◆ Aim of the task ◆
Repeat only the stretch of lines below that runs from the line with "let stored = upload" through the line with "if let Some(min)", unaltered.

[Source data]
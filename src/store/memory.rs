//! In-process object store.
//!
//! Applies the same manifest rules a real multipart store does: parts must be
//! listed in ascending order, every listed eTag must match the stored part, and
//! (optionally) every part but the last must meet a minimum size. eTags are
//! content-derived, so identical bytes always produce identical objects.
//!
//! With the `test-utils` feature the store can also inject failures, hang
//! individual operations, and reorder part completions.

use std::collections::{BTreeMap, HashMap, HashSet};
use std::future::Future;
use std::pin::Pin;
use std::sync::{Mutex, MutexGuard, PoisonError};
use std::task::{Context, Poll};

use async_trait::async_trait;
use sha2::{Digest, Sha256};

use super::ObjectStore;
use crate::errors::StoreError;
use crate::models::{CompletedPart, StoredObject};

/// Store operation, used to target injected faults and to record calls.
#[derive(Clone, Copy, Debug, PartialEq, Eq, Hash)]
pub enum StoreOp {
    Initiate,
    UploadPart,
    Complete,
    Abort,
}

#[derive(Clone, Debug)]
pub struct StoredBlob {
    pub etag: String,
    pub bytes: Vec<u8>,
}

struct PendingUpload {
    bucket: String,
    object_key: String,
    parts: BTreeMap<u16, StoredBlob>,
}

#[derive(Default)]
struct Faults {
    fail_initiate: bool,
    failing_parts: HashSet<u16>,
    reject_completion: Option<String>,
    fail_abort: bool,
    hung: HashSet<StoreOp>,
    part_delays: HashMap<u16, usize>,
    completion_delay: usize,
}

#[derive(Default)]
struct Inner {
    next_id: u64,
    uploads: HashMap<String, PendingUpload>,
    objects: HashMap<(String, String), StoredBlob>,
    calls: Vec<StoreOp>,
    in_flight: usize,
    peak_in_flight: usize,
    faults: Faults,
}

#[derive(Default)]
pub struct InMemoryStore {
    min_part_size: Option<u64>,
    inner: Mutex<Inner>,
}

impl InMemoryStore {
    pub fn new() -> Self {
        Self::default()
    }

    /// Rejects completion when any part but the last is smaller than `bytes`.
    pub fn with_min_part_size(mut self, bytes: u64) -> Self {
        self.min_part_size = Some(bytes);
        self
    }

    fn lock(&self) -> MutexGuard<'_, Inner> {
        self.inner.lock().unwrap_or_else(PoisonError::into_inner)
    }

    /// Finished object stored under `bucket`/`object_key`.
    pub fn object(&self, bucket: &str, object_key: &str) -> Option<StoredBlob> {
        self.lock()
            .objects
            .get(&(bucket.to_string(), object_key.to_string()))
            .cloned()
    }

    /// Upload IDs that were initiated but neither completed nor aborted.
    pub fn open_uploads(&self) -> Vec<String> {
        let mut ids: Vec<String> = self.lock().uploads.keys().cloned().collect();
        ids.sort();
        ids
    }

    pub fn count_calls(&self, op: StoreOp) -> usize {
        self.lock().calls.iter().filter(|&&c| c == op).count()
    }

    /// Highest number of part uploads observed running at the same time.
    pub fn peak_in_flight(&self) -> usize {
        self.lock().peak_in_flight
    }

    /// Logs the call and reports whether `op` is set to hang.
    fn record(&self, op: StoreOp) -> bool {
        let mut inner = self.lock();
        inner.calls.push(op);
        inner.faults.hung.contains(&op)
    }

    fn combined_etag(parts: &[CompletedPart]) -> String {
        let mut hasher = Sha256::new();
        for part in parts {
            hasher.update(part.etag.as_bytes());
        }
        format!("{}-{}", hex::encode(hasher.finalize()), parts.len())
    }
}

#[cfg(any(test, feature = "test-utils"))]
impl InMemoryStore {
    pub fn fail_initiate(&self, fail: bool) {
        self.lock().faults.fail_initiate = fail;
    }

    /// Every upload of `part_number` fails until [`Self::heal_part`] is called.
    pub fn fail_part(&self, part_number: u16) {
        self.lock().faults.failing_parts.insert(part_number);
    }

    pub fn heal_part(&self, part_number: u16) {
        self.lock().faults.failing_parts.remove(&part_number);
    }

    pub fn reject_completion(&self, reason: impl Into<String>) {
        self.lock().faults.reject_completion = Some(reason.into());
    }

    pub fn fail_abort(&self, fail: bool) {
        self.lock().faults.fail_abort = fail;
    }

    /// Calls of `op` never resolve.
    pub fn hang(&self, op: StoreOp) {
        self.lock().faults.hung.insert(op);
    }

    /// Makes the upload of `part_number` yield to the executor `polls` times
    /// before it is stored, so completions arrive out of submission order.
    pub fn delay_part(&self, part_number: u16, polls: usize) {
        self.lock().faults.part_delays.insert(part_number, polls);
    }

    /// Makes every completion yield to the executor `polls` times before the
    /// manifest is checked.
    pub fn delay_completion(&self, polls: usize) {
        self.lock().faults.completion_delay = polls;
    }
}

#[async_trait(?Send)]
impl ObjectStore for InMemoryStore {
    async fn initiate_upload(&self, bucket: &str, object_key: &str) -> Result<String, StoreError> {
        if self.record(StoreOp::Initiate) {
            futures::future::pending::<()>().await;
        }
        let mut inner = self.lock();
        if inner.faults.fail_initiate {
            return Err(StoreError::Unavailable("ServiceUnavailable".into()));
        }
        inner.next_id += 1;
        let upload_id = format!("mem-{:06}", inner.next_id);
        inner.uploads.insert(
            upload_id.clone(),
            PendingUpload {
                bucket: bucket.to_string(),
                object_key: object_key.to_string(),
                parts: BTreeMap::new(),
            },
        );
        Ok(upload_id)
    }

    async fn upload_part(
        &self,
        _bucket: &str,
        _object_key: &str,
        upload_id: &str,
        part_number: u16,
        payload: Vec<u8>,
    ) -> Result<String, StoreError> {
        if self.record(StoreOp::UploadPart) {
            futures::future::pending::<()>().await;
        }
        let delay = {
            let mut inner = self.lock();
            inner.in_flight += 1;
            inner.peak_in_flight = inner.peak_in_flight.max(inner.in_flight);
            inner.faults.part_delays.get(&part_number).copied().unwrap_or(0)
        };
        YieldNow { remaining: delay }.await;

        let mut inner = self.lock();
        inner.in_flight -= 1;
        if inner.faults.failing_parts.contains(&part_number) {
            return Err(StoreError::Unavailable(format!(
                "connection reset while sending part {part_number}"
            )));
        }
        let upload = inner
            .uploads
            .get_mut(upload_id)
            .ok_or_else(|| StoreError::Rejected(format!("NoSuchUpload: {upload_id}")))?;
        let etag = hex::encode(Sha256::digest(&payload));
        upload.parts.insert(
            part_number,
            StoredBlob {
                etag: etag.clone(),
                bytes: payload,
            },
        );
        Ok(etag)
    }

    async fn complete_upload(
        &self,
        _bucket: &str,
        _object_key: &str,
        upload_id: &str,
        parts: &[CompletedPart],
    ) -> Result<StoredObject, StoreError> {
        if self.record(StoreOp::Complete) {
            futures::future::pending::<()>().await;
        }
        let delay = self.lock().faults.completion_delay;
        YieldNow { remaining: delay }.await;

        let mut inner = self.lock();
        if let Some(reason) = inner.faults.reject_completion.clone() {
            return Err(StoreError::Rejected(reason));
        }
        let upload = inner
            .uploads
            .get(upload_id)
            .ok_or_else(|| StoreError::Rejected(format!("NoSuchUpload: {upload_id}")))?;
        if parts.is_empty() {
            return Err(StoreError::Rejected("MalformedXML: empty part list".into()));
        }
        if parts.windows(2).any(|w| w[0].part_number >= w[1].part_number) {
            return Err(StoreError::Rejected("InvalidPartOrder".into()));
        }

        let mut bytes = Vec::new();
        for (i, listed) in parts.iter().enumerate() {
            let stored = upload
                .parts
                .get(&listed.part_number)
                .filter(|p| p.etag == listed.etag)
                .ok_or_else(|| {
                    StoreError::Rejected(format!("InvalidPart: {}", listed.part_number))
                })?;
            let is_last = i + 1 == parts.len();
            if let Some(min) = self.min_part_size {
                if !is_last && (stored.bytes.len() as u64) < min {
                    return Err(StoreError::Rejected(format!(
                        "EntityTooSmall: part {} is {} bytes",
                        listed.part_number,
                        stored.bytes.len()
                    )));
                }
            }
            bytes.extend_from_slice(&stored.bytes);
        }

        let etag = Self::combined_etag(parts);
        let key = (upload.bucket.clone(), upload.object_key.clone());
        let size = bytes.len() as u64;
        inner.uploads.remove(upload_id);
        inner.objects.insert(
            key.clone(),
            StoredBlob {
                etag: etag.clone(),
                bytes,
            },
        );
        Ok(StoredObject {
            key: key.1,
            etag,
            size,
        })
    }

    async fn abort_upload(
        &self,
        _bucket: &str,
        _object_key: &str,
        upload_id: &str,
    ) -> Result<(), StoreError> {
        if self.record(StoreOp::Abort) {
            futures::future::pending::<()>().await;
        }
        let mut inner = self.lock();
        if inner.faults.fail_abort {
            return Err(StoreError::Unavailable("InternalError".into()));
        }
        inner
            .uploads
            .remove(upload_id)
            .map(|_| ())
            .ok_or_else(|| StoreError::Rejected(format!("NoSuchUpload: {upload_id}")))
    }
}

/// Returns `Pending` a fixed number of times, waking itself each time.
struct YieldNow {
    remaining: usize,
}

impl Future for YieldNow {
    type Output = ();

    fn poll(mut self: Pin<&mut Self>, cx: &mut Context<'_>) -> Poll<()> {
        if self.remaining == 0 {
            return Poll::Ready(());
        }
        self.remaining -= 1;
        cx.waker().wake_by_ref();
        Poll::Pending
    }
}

◆ Your response ◆
            let stored = upload
                .parts
                .get(&listed.part_number)
                .filter(|p| p.etag == listed.etag)
                .ok_or_else(|| {
                    StoreError::Rejected(format!("InvalidPart: {}", listed.part_number))
                })?;
            let is_last = i + 1 == parts.len();
            if let Some(min) = self.min_part_size {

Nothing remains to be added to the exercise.